EXERCISE INPUT START

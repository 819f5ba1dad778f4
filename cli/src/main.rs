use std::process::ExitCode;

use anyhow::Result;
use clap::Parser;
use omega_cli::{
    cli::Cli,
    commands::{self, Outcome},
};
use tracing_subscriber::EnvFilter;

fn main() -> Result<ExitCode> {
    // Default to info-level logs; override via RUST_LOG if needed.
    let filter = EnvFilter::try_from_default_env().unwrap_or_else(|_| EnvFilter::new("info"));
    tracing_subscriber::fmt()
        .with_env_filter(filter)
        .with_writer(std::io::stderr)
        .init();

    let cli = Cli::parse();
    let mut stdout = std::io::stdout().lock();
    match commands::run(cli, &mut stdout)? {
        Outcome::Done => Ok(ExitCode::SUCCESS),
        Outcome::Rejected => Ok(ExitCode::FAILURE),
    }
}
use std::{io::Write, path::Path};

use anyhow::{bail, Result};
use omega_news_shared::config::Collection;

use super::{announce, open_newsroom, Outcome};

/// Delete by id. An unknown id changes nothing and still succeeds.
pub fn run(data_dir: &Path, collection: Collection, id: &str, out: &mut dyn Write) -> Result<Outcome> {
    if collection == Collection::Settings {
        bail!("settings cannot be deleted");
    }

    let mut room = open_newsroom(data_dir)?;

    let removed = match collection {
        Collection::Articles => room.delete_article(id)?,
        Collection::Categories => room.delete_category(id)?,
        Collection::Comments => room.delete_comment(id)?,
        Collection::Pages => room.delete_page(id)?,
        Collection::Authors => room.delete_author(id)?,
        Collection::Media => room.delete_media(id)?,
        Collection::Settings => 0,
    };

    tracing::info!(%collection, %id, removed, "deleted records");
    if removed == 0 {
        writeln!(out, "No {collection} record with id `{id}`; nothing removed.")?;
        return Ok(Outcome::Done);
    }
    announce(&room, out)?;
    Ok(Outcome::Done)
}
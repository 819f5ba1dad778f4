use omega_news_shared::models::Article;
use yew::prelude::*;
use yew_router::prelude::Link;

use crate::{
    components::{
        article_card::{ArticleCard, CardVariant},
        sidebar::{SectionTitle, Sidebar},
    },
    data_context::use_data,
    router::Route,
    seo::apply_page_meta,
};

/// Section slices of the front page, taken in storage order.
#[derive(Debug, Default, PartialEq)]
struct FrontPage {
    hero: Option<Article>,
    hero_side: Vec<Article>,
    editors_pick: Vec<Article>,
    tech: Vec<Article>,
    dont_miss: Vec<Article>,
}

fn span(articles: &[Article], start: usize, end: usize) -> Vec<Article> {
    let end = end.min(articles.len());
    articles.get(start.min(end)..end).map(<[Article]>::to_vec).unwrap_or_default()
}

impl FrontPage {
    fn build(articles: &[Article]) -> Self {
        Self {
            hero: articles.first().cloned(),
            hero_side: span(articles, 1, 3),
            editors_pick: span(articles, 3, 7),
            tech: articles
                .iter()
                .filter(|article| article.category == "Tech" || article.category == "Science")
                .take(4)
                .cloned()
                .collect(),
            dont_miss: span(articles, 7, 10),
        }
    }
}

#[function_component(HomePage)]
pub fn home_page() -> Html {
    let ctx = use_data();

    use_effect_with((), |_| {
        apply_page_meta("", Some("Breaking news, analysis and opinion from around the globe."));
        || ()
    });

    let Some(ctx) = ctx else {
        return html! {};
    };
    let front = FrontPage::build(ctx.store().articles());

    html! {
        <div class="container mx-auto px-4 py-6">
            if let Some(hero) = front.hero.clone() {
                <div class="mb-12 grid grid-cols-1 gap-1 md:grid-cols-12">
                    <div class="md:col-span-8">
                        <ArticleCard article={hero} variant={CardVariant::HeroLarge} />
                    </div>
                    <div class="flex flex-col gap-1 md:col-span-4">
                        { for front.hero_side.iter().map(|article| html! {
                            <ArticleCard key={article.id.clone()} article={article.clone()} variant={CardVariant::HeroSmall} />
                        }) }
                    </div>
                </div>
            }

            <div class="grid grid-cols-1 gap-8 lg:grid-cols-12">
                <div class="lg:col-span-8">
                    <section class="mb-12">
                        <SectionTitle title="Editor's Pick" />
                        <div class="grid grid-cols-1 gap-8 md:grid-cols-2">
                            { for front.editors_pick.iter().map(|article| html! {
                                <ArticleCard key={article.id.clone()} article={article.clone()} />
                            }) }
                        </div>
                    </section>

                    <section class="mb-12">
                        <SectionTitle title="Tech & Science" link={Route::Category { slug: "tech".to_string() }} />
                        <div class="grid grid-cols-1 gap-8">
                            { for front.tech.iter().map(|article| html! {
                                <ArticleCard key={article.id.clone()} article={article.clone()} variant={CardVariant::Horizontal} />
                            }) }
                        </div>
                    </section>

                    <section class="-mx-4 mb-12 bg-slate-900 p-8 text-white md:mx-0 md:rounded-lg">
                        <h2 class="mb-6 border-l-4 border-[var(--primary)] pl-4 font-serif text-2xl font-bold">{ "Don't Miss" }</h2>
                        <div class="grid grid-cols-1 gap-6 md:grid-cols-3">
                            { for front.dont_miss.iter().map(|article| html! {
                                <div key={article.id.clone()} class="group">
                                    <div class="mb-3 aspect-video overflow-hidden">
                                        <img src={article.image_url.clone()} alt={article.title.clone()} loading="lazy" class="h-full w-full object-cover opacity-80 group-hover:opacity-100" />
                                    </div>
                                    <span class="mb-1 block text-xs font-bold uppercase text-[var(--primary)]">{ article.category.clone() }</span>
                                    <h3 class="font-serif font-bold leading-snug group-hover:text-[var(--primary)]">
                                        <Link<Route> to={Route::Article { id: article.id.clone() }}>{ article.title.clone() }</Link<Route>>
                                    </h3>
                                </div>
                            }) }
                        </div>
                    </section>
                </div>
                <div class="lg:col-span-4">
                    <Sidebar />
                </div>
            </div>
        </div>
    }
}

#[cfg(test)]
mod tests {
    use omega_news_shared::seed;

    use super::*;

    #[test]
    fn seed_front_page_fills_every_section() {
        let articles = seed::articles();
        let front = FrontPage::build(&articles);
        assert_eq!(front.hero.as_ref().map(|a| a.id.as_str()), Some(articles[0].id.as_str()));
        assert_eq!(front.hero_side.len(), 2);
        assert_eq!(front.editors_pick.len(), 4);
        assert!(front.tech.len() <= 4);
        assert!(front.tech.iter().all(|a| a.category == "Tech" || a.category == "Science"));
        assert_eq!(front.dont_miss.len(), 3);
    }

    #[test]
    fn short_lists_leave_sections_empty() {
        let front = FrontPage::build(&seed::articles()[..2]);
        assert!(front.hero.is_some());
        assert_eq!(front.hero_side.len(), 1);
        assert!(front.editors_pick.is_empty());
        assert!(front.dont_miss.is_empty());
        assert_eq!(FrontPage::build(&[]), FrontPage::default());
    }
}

EXERCISE INPUT END

- **PROBLEM REQUIREMENTS**: What this task asks for is an exact copy of the material above.

- **ANSWER TO THE PROBLEM**:
repository 819f5ba1dad778f4
filename cli/src/main.rs
use std::process::ExitCode;

use anyhow::Result;
use clap::Parser;
use omega_cli::{
    cli::Cli,
    commands::{self, Outcome},
};
use tracing_subscriber::EnvFilter;

fn main() -> Result<ExitCode> {
    // Default to info-level logs; override via RUST_LOG if needed.
    let filter = EnvFilter::try_from_default_env().unwrap_or_else(|_| EnvFilter::new("info"));
    tracing_subscriber::fmt()
        .with_env_filter(filter)
        .with_writer(std::io::stderr)
        .init();

    let cli = Cli::parse();
    let mut stdout = std::io::stdout().lock();
    match commands::run(cli, &mut stdout)? {
        Outcome::Done => Ok(ExitCode::SUCCESS),
        Outcome::Rejected => Ok(ExitCode::FAILURE),
    }
}
use std::{io::Write, path::Path};

use anyhow::{bail, Result};
use omega_news_shared::config::Collection;

use super::{announce, open_newsroom, Outcome};

/// Delete by id. An unknown id changes nothing and still succeeds.
pub fn run(data_dir: &Path, collection: Collection, id: &str, out: &mut dyn Write) -> Result<Outcome> {
    if collection == Collection::Settings {
        bail!("settings cannot be deleted");
    }

    let mut room = open_newsroom(data_dir)?;

    let removed = match collection {
        Collection::Articles => room.delete_article(id)?,
        Collection::Categories => room.delete_category(id)?,
        Collection::Comments => room.delete_comment(id)?,
        Collection::Pages => room.delete_page(id)?,
        Collection::Authors => room.delete_author(id)?,
        Collection::Media => room.delete_media(id)?,
        Collection::Settings => 0,
    };

    tracing::info!(%collection, %id, removed, "deleted records");
    if removed == 0 {
        writeln!(out, "No {collection} record with id `{id}`; nothing removed.")?;
        return Ok(Outcome::Done);
    }
    announce(&room, out)?;
    Ok(Outcome::Done)
}
repository 819f5ba1dad778f4
use omega_news_shared::models::Article;
use yew::prelude::*;
use yew_router::prelude::Link;

use crate::{
    components::{
        article_card::{ArticleCard, CardVariant},
        sidebar::{SectionTitle, Sidebar},
    },
    data_context::use_data,
    router::Route,
    seo::apply_page_meta,
};

/// Section slices of the front page, taken in storage order.
#[derive(Debug, Default, PartialEq)]
struct FrontPage {
    hero: Option<Article>,
    hero_side: Vec<Article>,
    editors_pick: Vec<Article>,
    tech: Vec<Article>,
    dont_miss: Vec<Article>,
}

fn span(articles: &[Article], start: usize, end: usize) -> Vec<Article> {
    let end = end.min(articles.len());
    articles.get(start.min(end)..end).map(<[Article]>::to_vec).unwrap_or_default()
}

impl FrontPage {
    fn build(articles: &[Article]) -> Self {
        Self {
            hero: articles.first().cloned(),
            hero_side: span(articles, 1, 3),
            editors_pick: span(articles, 3, 7),
            tech: articles
                .iter()
                .filter(|article| article.category == "Tech" || article.category == "Science")
                .take(4)
                .cloned()
                .collect(),
            dont_miss: span(articles, 7, 10),
        }
    }
}

#[function_component(HomePage)]
pub fn home_page() -> Html {
    let ctx = use_data();

    use_effect_with((), |_| {
        apply_page_meta("", Some("Breaking news, analysis and opinion from around the globe."));
        || ()
    });

    let Some(ctx) = ctx else {
        return html! {};
    };
    let front = FrontPage::build(ctx.store().articles());

    html! {
        <div class="container mx-auto px-4 py-6">
            if let Some(hero) = front.hero.clone() {
                <div class="mb-12 grid grid-cols-1 gap-1 md:grid-cols-12">
                    <div class="md:col-span-8">
                        <ArticleCard article={hero} variant={CardVariant::HeroLarge} />
                    </div>
                    <div class="flex flex-col gap-1 md:col-span-4">
                        { for front.hero_side.iter().map(|article| html! {
                            <ArticleCard key={article.id.clone()} article={article.clone()} variant={CardVariant::HeroSmall} />
                        }) }
                    </div>
                </div>
            }

            <div class="grid grid-cols-1 gap-8 lg:grid-cols-12">
                <div class="lg:col-span-8">
                    <section class="mb-12">
                        <SectionTitle title="Editor's Pick" />
                        <div class="grid grid-cols-1 gap-8 md:grid-cols-2">
                            { for front.editors_pick.iter().map(|article| html! {
                                <ArticleCard key={article.id.clone()} article={article.clone()} />
                            }) }
                        </div>
                    </section>

                    <section class="mb-12">
                        <SectionTitle title="Tech & Science" link={Route::Category { slug: "tech".to_string() }} />
                        <div class="grid grid-cols-1 gap-8">
                            { for front.tech.iter().map(|article| html! {
                                <ArticleCard key={article.id.clone()} article={article.clone()} variant={CardVariant::Horizontal} />
                            }) }
                        </div>
                    </section>

                    <section class="-mx-4 mb-12 bg-slate-900 p-8 text-white md:mx-0 md:rounded-lg">
                        <h2 class="mb-6 border-l-4 border-[var(--primary)] pl-4 font-serif text-2xl font-bold">{ "Don't Miss" }</h2>
                        <div class="grid grid-cols-1 gap-6 md:grid-cols-3">
                            { for front.dont_miss.iter().map(|article| html! {
                                <div key={article.id.clone()} class="group">
                                    <div class="mb-3 aspect-video overflow-hidden">
                                        <img src={article.image_url.clone()} alt={article.title.clone()} loading="lazy" class="h-full w-full object-cover opacity-80 group-hover:opacity-100" />
                                    </div>
                                    <span class="mb-1 block text-xs font-bold uppercase text-[var(--primary)]">{ article.category.clone() }</span>
                                    <h3 class="font-serif font-bold leading-snug group-hover:text-[var(--primary)]">
                                        <Link<Route> to={Route::Article { id: article.id.clone() }}>{ article.title.clone() }</Link<Route>>
                                    </h3>
                                </div>
                            }) }
                        </div>
                    </section>
                </div>
                <div class="lg:col-span-4">
                    <Sidebar />
                </div>
            </div>
        </div>
    }
}

#[cfg(test)]
mod tests {
    use omega_news_shared::seed;

    use super::*;

    #[test]
    fn seed_front_page_fills_every_section() {
        let articles = seed::articles();
        let front = FrontPage::build(&articles);
        assert_eq!(front.hero.as_ref().map(|a| a.id.as_str()), Some(articles[0].id.as_str()));
        assert_eq!(front.hero_side.len(), 2);
        assert_eq!(front.editors_pick.len(), 4);
        assert!(front.tech.len() <= 4);
        assert!(front.tech.iter().all(|a| a.category == "Tech" || a.category == "Science"));
        assert_eq!(front.dont_miss.len(), 3);
    }

    #[test]
    fn short_lists_leave_sections_empty() {
        let front = FrontPage::build(&seed::articles()[..2]);
        assert!(front.hero.is_some());
        assert_eq!(front.hero_side.len(), 1);
        assert!(front.editors_pick.is_empty());
        assert!(front.dont_miss.is_empty());
        assert_eq!(FrontPage::build(&[]), FrontPage::default());
    }
}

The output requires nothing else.